В отличие от своего персонажа автор точно знал, что ни он, ни его семья сидеть на мели не должны и для этого годятся любые средства. Когда он описывал своего героя: «Его сущности не хватало: зубов и когтей, чтобы защищаться, отваги, чтобы быть безрассудной, и хитрости, чтобы вовремя прекратить безрассудство, мимикрии, чтобы, меняя цвета и форму, прятаться от опасности; не хватало зоркости, ловкости, быстроты и, главное, звериной, непоколебимой, пышущей жаром любви к себе, чтобы жить», — у самого Толстого всего этого было в избытке[32].
Если пытаться найти его образу литературную параллель, то, как это ни парадоксально, ею окажутся герои романа, который чуть позднее был создан на другом краю земли и стал бестселлером: «Унесенные ветром» Маргарет Митчелл. В Толстом есть что-то и от Ретта Батлера, и от его жены Скарлетт, которая в разгар всех своих мытарств произносит клятву посреди разоренной усадьбы: «Бог мне свидетель, Бог свидетель, я не дам янки меня сломить. Я пройду через все, а когда это кончится, я никогда, никогда больше не буду голодать. Ни я, ни мои близкие. Бог мне свидетель, я скорее украду или убью, но не буду голодать».

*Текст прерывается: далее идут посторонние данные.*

//! Contract between the connection state machine and the protocol engine.
//!
//! The engine performs the network I/O and PDU encoding; the rest of the crate
//! only calls it through [`DirectoryEngine`] and interprets what comes back. All
//! engine resources are referred to by opaque, copyable handle tokens.

use crate::result_set::{EntryRecord, PageCookie, ParsedResult};
use crate::search::{SearchRequest, SearchScope};
use ldapi_core::option::{DirectoryOption, OptionValue};
use ldapi_core::Diagnostic;
use secrecy::SecretString;
use std::collections::BTreeMap;

/// Result of an engine call; failures carry the engine diagnostic.
pub type EngineResult<T> = std::result::Result<T, Diagnostic>;

/// Attribute name to values mapping used by add and the single-shot modify calls.
pub type AttributeMap = BTreeMap<String, Vec<Vec<u8>>>;

/// Callback consulted when the engine follows a referral.
///
/// It receives the referral URL and returns the credentials to bind with, or
/// `None` for an anonymous bind.
pub type RebindProc = Box<dyn FnMut(&str) -> Option<BindCredentials> + Send>;

macro_rules! handle {
    ($(#[$meta:meta])* $name:ident) => {
        $(#[$meta])*
        #[derive(Debug, Clone, Copy, PartialEq, Eq, Hash, PartialOrd, Ord)]
        pub struct $name(u64);

        impl $name {
            /// Wraps an engine-issued token.
            #[must_use]
            pub const fn new(raw: u64) -> Self {
                Self(raw)
            }

            /// Returns the engine-issued token.
            #[must_use]
            pub const fn raw(self) -> u64 {
                self.0
            }
        }
    };
}

handle!(
    /// Token for an open engine connection.
    ConnectionHandle
);
handle!(
    /// Token for a completed search result held by the engine.
    ResultHandle
);
handle!(
    /// Token for one entry inside a result.
    EntryHandle
);
handle!(
    /// Token for one continuation reference inside a result.
    ReferenceHandle
);

/// Credentials handed back by a [`RebindProc`].
#[derive(Debug, Clone)]
pub struct BindCredentials {
    /// DN to bind as.
    pub dn: String,
    /// Password for `dn`.
    pub password: SecretString,
}

impl BindCredentials {
    /// Creates credentials from a DN and password.
    #[must_use]
    pub fn new(dn: impl Into<String>, password: impl Into<String>) -> Self {
        Self {
            dn: dn.into(),
            password: SecretString::from(password.into()),
        }
    }
}

/// Parameters of a SASL bind. Every field is optional.
#[derive(Debug, Default)]
pub struct SaslCredentials {
    /// DN to bind as.
    pub dn: Option<String>,
    /// Password, for mechanisms that use one.
    pub password: Option<SecretString>,
    /// SASL mechanism name, e.g. `EXTERNAL`.
    pub mechanism: Option<String>,
    /// SASL realm.
    pub realm: Option<String>,
    /// Authentication identity.
    pub authc_id: Option<String>,
    /// Authorization identity.
    pub authz_id: Option<String>,
    /// SASL security properties.
    pub props: Option<String>,
}

impl SaslCredentials {
    /// Creates credentials for the given mechanism.
    #[must_use]
    pub fn mechanism(mechanism: impl Into<String>) -> Self {
        Self {
            mechanism: Some(mechanism.into()),
            ..Self::default()
        }
    }

    /// Sets the bind DN.
    #[must_use]
    pub fn with_dn(mut self, dn: impl Into<String>) -> Self {
        self.dn = Some(dn.into());
        self
    }

    /// Sets the password.
    #[must_use]
    pub fn with_password(mut self, password: impl Into<String>) -> Self {
        self.password = Some(SecretString::from(password.into()));
        self
    }

    /// Sets the realm.
    #[must_use]
    pub fn with_realm(mut self, realm: impl Into<String>) -> Self {
        self.realm = Some(realm.into());
        self
    }

    /// Sets the authentication identity.
    #[must_use]
    pub fn with_authc_id(mut self, authc_id: impl Into<String>) -> Self {
        self.authc_id = Some(authc_id.into());
        self
    }

    /// Sets the authorization identity.
    #[must_use]
    pub fn with_authz_id(mut self, authz_id: impl Into<String>) -> Self {
        self.authz_id = Some(authz_id.into());
        self
    }

    /// Sets the security properties.
    #[must_use]
    pub fn with_props(mut self, props: impl Into<String>) -> Self {
        self.props = Some(props.into());
        self
    }
}

/// Kind of single-shot attribute modification.
#[derive(Debug, Clone, Copy, PartialEq, Eq)]
pub enum AttributeChange {
    /// Add values to the attributes.
    Add,
    /// Delete values (an empty list deletes the attribute).
    Delete,
    /// Replace all values of the attributes.
    Replace,
}

/// Operation code of one batch modification element.
#[derive(Debug, Clone, Copy, PartialEq, Eq, Hash)]
pub enum BatchOp {
    /// Add the values.
    Add,
    /// Remove the listed values.
    Remove,
    /// Remove the attribute entirely.
    RemoveAll,
    /// Replace all values.
    Replace,
}

/// One validated element of a batch modification.
#[derive(Debug, Clone, PartialEq, Eq)]
pub struct BatchOperation {
    /// Attribute to change.
    pub attribute: String,
    /// What to do with it.
    pub op: BatchOp,
    /// Values; always empty for [`BatchOp::RemoveAll`].
    pub values: Vec<Vec<u8>>,
}

/// Outcome of a compare operation.
#[derive(Debug, Clone, Copy, PartialEq, Eq)]
pub enum CompareOutcome {
    /// The entry holds the value.
    True,
    /// The entry does not hold the value.
    False,
    /// The engine could not decide; details are in `last_error`.
    Undetermined,
}

/// Arguments of a rename (modify DN) operation.
#[derive(Debug, Clone, PartialEq, Eq)]
pub struct RenameRequest {
    /// Entry to rename.
    pub dn: String,
    /// New relative DN.
    pub new_rdn: String,
    /// New parent; `None` keeps the current parent.
    pub new_parent: Option<String>,
    /// Whether to remove the old RDN values from the entry.
    pub delete_old_rdn: bool,
}

/// Paged-results control staged for the next search on a connection.
#[derive(Debug, Clone, PartialEq, Eq)]
pub struct PageControl {
    /// Requested page size.
    pub page_size: u32,
    /// Whether the server must reject the search if it cannot page.
    pub critical: bool,
    /// Cookie from the previous page; empty for the first page.
    pub cookie: Vec<u8>,
}

/// Capabilities a directory-protocol engine provides.
///
/// Traversal accessors (`first_entry`, `next_entry`, `first_reference`,
/// `next_reference`) return `None` both at the end of a chain and on failure;
/// callers tell the two apart through [`DirectoryEngine::last_error`], which
/// reports the outcome of the most recent call on the connection.
#[cfg_attr(test, mockall::automock)]
pub trait DirectoryEngine {
    /// Opens a connection to `host` (a host name or an LDAP URL) on `port`.
    fn connect(&self, host: &str, port: u16) -> EngineResult<ConnectionHandle>;
    /// Diagnostic of the last call made on `link`.
    fn last_error(&self, link: ConnectionHandle) -> Diagnostic;
    /// Simple bind; empty DN and password bind anonymously.
    fn bind(&self, link: ConnectionHandle, dn: &str, password: &str) -> EngineResult<()>;
    /// SASL bind.
    fn sasl_bind(&self, link: ConnectionHandle, credentials: &SaslCredentials)
        -> EngineResult<()>;
    /// Negotiates TLS on a connection that has not bound yet.
    fn start_tls(&self, link: ConnectionHandle) -> EngineResult<()>;
    /// Closes the connection and releases the handle.
    fn unbind(&self, link: ConnectionHandle) -> EngineResult<()>;
    /// Runs a search with the given scope.
    fn search(
        &self,
        link: ConnectionHandle,
        scope: SearchScope,
        request: &SearchRequest,
    ) -> EngineResult<ResultHandle>;
    /// Adds an entry.
    fn add(&self, link: ConnectionHandle, dn: &str, entry: &AttributeMap) -> EngineResult<()>;
    /// Deletes an entry.
    fn delete(&self, link: ConnectionHandle, dn: &str) -> EngineResult<()>;
    /// Applies one kind of change to every attribute in `entry`.
    fn modify(
        &self,
        link: ConnectionHandle,
        dn: &str,
        change: AttributeChange,
        entry: &AttributeMap,
    ) -> EngineResult<()>;
    /// Whether [`DirectoryEngine::modify_batch`] is available.
    fn supports_modify_batch(&self) -> bool;
    /// Applies all operations as one request.
    fn modify_batch(
        &self,
        link: ConnectionHandle,
        dn: &str,
        operations: &[BatchOperation],
    ) -> EngineResult<()>;
    /// Compares an attribute value.
    fn compare(
        &self,
        link: ConnectionHandle,
        dn: &str,
        attribute: &str,
        value: &[u8],
    ) -> EngineResult<CompareOutcome>;
    /// Renames or moves an entry.
    fn rename(&self, link: ConnectionHandle, request: &RenameRequest) -> EngineResult<()>;
    /// Reads a connection option.
    fn get_option(&self, link: ConnectionHandle, option: DirectoryOption)
        -> EngineResult<OptionValue>;
    /// Writes a connection option.
    fn set_option(
        &self,
        link: ConnectionHandle,
        option: DirectoryOption,
        value: OptionValue,
    ) -> EngineResult<()>;
    /// Installs the callback used to bind when following referrals.
    fn set_rebind_proc(&self, link: ConnectionHandle, callback: RebindProc) -> EngineResult<()>;
    /// Stages a paged-results control for the next search.
    fn control_paged_result(&self, link: ConnectionHandle, control: &PageControl)
        -> EngineResult<()>;
    /// Number of entries in a result.
    fn count_entries(&self, link: ConnectionHandle, result: ResultHandle) -> EngineResult<usize>;
    /// First entry of a result.
    fn first_entry(&self, link: ConnectionHandle, result: ResultHandle) -> Option<EntryHandle>;
    /// Entry following `entry`.
    fn next_entry(&self, link: ConnectionHandle, entry: EntryHandle) -> Option<EntryHandle>;
    /// First continuation reference of a result.
    fn first_reference(&self, link: ConnectionHandle, result: ResultHandle)
        -> Option<ReferenceHandle>;
    /// Reference following `reference`.
    fn next_reference(
        &self,
        link: ConnectionHandle,
        reference: ReferenceHandle,
    ) -> Option<ReferenceHandle>;
    /// Raw values of `attribute` on an entry.
    fn get_values(
        &self,
        link: ConnectionHandle,
        entry: EntryHandle,
        attribute: &str,
    ) -> EngineResult<Vec<Vec<u8>>>;
    /// Attribute names present on an entry, in server order.
    fn get_attributes(&self, link: ConnectionHandle, entry: EntryHandle)
        -> EngineResult<Vec<String>>;
    /// Distinguished name of an entry.
    fn get_dn(&self, link: ConnectionHandle, entry: EntryHandle) -> EngineResult<String>;
    /// Referral URLs of a continuation reference.
    fn parse_reference(
        &self,
        link: ConnectionHandle,
        reference: ReferenceHandle,
    ) -> EngineResult<Vec<String>>;
    /// Every entry of a result with all of its attributes.
    fn get_entries(&self, link: ConnectionHandle, result: ResultHandle)
        -> EngineResult<Vec<EntryRecord>>;
    /// Final result code, matched DN, message and referrals.
    fn parse_result(&self, link: ConnectionHandle, result: ResultHandle)
        -> EngineResult<ParsedResult>;
    /// Paged-results response control of a result.
    fn paged_result_response(
        &self,
        link: ConnectionHandle,
        result: ResultHandle,
    ) -> EngineResult<PageCookie>;
    /// Releases a result.
    fn free_result(&self, result: ResultHandle) -> EngineResult<()>;
}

Толстой никогда всерьез не голодал, никогда не крал (хотя в плагиате его обвиняли) и никого не убивал, но сравнение с героями Митчелл тем интереснее, что в «Унесенных ветром» речь идет о социальном катаклизме, о гибнущем мире южных аристократов и о самых цепких, живучих людях, которые находят в себе силы не стать жертвой истории и Гражданской войны, но жить, работать и добиваться успеха. Замените янки на большевиков, и вы получите формулу Толстого:
Правда, особенность нашего русского Батлера заключалась в том, что он во все времена оставался человеком театральным и никогда не был просто дельцом — работник, добытчик сочетался в его характере с барином; он, перефразируя известные марксистские формулировки, был граф по форме и трудящийся по содержанию, и это диалектическое противоречие ухитрился пронести сквозь все революционные, эмигрантские, советские годы, не пожертвовав ни тем, ни другим.